Frances Crosby talk – Part 1

This post is part of a series


So for this post I’ve edited the transcript of my talk to make it more blog friendly.

The cool thing about going out to listen to Jazz is that it’s really great to listen to a genre of music that I don’t listen to all the time. Jazz is really quite amazing, because it’s influenced all our music from baby boomers down.

But in the next few posts, I want to tell you about someone who had a huge influence on Jazz, and regardless of whether you’re Louis Armstrong, Dizzie Gillespie, Wash Johnson or Ella Fitzgerald all of them say that their music was profoundly influenced by this person. And her name was Frances Crosby.

You may never have heard the name Frances Crosby. She hasn’t got a famous name like John Coltrane or Ray Charles or Cab Calloway. But I reckon by the end of tonight you’ll be glad that you now have heard of her.

She was born in 1820 in rural America. And over her 95 years she wrote a tad over 8000 songs.

Now for those of you playing at home, I did the maths, she was alive for 34657 days which means she wrote a song on average every 4.3 days across her life. That’s including when she was a baby and probably wasn’t writing that much.

In fact at one stage she had a contract with a publishing company to write three songs a week at $2 a pop and she regularly exceeded it, sometimes by 15 songs. She was an amazingly talented songstress; an incredible musician.

But there was just one thing that made things hard for her.

When Frances was just 6 weeks old she developed an eye infection. The family’s regular doctor was out of town so they called another doctor. And the story is a bit sketchy as to exactly what happened next but it would seem that this doctor accidentally reached for a plaster product that had mustard and caustic soda in it instead of whatever it was he was going to give her for her eye infection and he inadvertently instantly blinded her. She was blind for the rest of her life. The Doctor, realising his mistake packed up and left town and they never heard from him again.

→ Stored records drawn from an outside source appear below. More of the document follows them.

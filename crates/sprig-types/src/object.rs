use std::fmt;
use std::str::FromStr;

use serde::{Deserialize, Serialize};

use crate::error::TypeError;

/// Length of a digest in bytes.
pub const DIGEST_LEN: usize = 32;

/// Content-addressed identifier for a blob or commit.
///
/// An `ObjectId` is a BLAKE3 digest. Identical bytes always produce the same
/// `ObjectId`, so `a == b` on two ids implies equality of the content they
/// name. Ordering is bytewise, which keeps `BTreeMap<ObjectId, _>` listings
/// deterministic.
#[derive(Clone, Copy, PartialEq, Eq, Hash, PartialOrd, Ord, Serialize, Deserialize)]
pub struct ObjectId([u8; DIGEST_LEN]);

impl ObjectId {
    /// Compute an `ObjectId` from raw bytes, without domain separation.
    pub fn from_bytes(data: &[u8]) -> Self {
        Self(*blake3::hash(data).as_bytes())
    }

    /// Wrap a pre-computed digest.
    pub const fn from_hash(hash: [u8; DIGEST_LEN]) -> Self {
        Self(hash)
    }

    /// The raw digest bytes.
    pub fn as_bytes(&self) -> &[u8; DIGEST_LEN] {
        &self.0
    }

    /// Hex-encoded string representation (64 characters).
    pub fn to_hex(&self) -> String {
        hex::encode(self.0)
    }

    /// Abbreviated hex representation (first 7 characters), as shown in logs.
    pub fn short_hex(&self) -> String {
        let mut hex = self.to_hex();
        hex.truncate(7);
        hex
    }

    /// Returns `true` if the hex form of this id starts with `prefix`.
    ///
    /// Comparison is case-insensitive. An empty prefix matches nothing so that
    /// an empty argument never resolves to an arbitrary commit.
    pub fn matches_prefix(&self, prefix: &str) -> bool {
        !prefix.is_empty()
            && prefix.len() <= DIGEST_LEN * 2
            && self.to_hex().starts_with(&prefix.to_ascii_lowercase())
    }

    /// Parse a full 64-character hex string.
    pub fn from_hex(s: &str) -> Result<Self, TypeError> {
        let bytes = hex::decode(s).map_err(|e| TypeError::InvalidHex(e.to_string()))?;
        let arr: [u8; DIGEST_LEN] =
            bytes
                .as_slice()
                .try_into()
                .map_err(|_| TypeError::InvalidLength {
                    expected: DIGEST_LEN,
                    actual: bytes.len(),
                })?;
        Ok(Self(arr))
    }
}

impl FromStr for ObjectId {
    type Err = TypeError;

    fn from_str(s: &str) -> Result<Self, Self::Err> {
        Self::from_hex(s)
    }
}

impl fmt::Debug for ObjectId {
    fn fmt(&self, f: &mut fmt::Formatter<'_>) -> fmt::Result {
        write!(f, "ObjectId({})", self.short_hex())
    }
}

impl fmt::Display for ObjectId {
    fn fmt(&self, f: &mut fmt::Formatter<'_>) -> fmt::Result {
        write!(f, "{}", self.to_hex())
    }
}

impl From<[u8; DIGEST_LEN]> for ObjectId {
    fn from(bytes: [u8; DIGEST_LEN]) -> Self {
        Self(bytes)
    }
}

#[cfg(test)]
mod tests {
    use super::*;
    use proptest::prelude::*;

    #[test]
    fn different_data_produces_different_ids() {
        let id1 = ObjectId::from_bytes(b"hello");
        let id2 = ObjectId::from_bytes(b"world");
        assert_ne!(id1, id2);
    }

    #[test]
    fn short_hex_is_7_chars() {
        let id = ObjectId::from_bytes(b"test");
        assert_eq!(id.short_hex().len(), 7);
        assert!(id.to_hex().starts_with(&id.short_hex()));
    }

    #[test]
    fn display_is_full_hex() {
        let id = ObjectId::from_bytes(b"test");
        let display = format!("{id}");
        assert_eq!(display.len(), 64);
        assert_eq!(display, id.to_hex());
    }

    #[test]
    fn prefix_matching() {
        let id = ObjectId::from_bytes(b"prefix");
        let hex = id.to_hex();
        assert!(id.matches_prefix(&hex[..6]));
        assert!(id.matches_prefix(&hex[..6].to_uppercase()));
        assert!(id.matches_prefix(&hex));
        assert!(!id.matches_prefix(""));
        assert!(!id.matches_prefix(&format!("{hex}0")));
    }

    #[test]
    fn from_hex_rejects_wrong_length() {
        let err = ObjectId::from_hex("abcd").unwrap_err();
        assert_eq!(
            err,
            TypeError::InvalidLength {
                expected: 32,
                actual: 2
            }
        );
        assert!(matches!(
            "zz".parse::<ObjectId>(),
            Err(TypeError::InvalidHex(_))
        ));
    }

    #[test]
    fn serde_roundtrip() {
        let id = ObjectId::from_bytes(b"serde test");
        let json = serde_json::to_string(&id).unwrap();
        let parsed: ObjectId = serde_json::from_str(&json).unwrap();
        assert_eq!(id, parsed);
    }

    proptest! {
        #[test]
        fn digest_is_deterministic(data in proptest::collection::vec(any::<u8>(), 0..512)) {
            prop_assert_eq!(ObjectId::from_bytes(&data), ObjectId::from_bytes(&data));
        }

        #[test]
        fn hex_parse_inverts_display(hash in any::<[u8; 32]>()) {
            let id = ObjectId::from_hash(hash);
            prop_assert_eq!(id.to_hex().parse::<ObjectId>().unwrap(), id);
        }
    }
}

Can you imagine what her parents would have felt? Can you imagine how difficult her life would have been after that? Can you imagine how easy it would be for a child to just slip into bitterness and carry that through their life?

Well that wasn’t Frances. Have a listen to this poem she wrote about her blindness:

Oh what a happy soul I am,

Although I cannot see;

I am resolved that in this world

Contented I will be.

How many blessings I enjoy,

That other people don’t;

To weep and sigh because I’m blind,

I cannot, and I won’t.”

Frances wrote this when she was just 8 years old.

More tomorrow.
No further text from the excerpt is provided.